MLP-Net: Multilayer Perceptron Fusion Network for Infrared Small Target Detection

Infrared small target detection (IRSTD) faces various challenges such as long distances, weak features, and small scales. While methodologies based on convolutional neural networks (CNNs) have made strides, they are inherently hampered by a bias toward local reduction, limiting their global interpretive power. Conversely, Transformer-based approaches, though capable of capturing long-range dependencies, struggle with computational inefficiencies due to their quadratic complexity. To surmount these challenges, this article presents MLP-Net, a novel multilayer perceptron (MLP) fusion network for IRSTD. The architecture combines the advantages of CNNs and MLPs to capture global semantic information from local features and significantly enhance feature representation.

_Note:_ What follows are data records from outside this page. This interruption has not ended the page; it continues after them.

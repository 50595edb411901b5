//! # Ease of Movement (EMV)
//!
//! Midpoint move scaled by volume against the bar range. Zero volume or a
//! zero range contributes 0 for the bar; the output is an SMA of the raw
//! per-bar readings.

use crate::batch::{windowed_batch, BatchError};
use crate::utilities::candle::Candle;
use crate::utilities::IndicatorResult;
use serde::{Deserialize, Serialize};

#[derive(Clone, Copy, Debug, Serialize, Deserialize)]
pub struct EmvParams {
    pub length: usize,
    pub scale: f32,
}

impl Default for EmvParams {
    fn default() -> Self {
        Self {
            length: 14,
            scale: 10_000.0,
        }
    }
}

fn raw_emv(bars: &[Candle], i: usize, scale: f32) -> f32 {
    let c = &bars[i];
    let prev = &bars[i - 1];
    let range = c.high - c.low;
    if c.volume == 0.0 || range == 0.0 {
        return 0.0;
    }
    let mid_move = (c.high + c.low) / 2.0 - (prev.high + prev.low) / 2.0;
    let box_ratio = (c.volume / scale) / range;
    mid_move / box_ratio
}

/// Evaluate every parameter set against every series in one dispatch.
pub fn emv_batch(
    series: &[Vec<Candle>],
    params: &[EmvParams],
) -> Result<Vec<Vec<Vec<IndicatorResult>>>, BatchError> {
    windowed_batch(series, params, |bars, prm, i| {
        let length = prm.length.max(1);
        let time = bars[i].time;
        if i < length {
            return IndicatorResult::empty(time);
        }
        let sum: f32 = (i + 1 - length..=i).map(|j| raw_emv(bars, j, prm.scale)).sum();
        IndicatorResult::formed(time, sum / length as f32)
    })
}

Additionally, we develop a parallel token interaction mixer (PTIM) that processes the token representations with direction-specific interactive information across the height, width, and channel dimensions on MLPs, dynamically reinforcing the ability of long-range dependency modeling. Complementing this, we devise a contextual selection fusion module (CSFM) to gradually aggregate high-level semantics and low-level details from coarse to fine. This module integrates the complementary characteristics of different layers to promote detection accuracy. Finally, comprehensive experiments on the NUAA-SIRST, NUDT-SIRST, and IRSTD-1K benchmarks demonstrate that the proposed MLP-Net delivers promising detection performance, transcending other state-of-the-art alternatives. The relevant codes will be available at https://github.com/Zhishe-Wang/MLP-Net.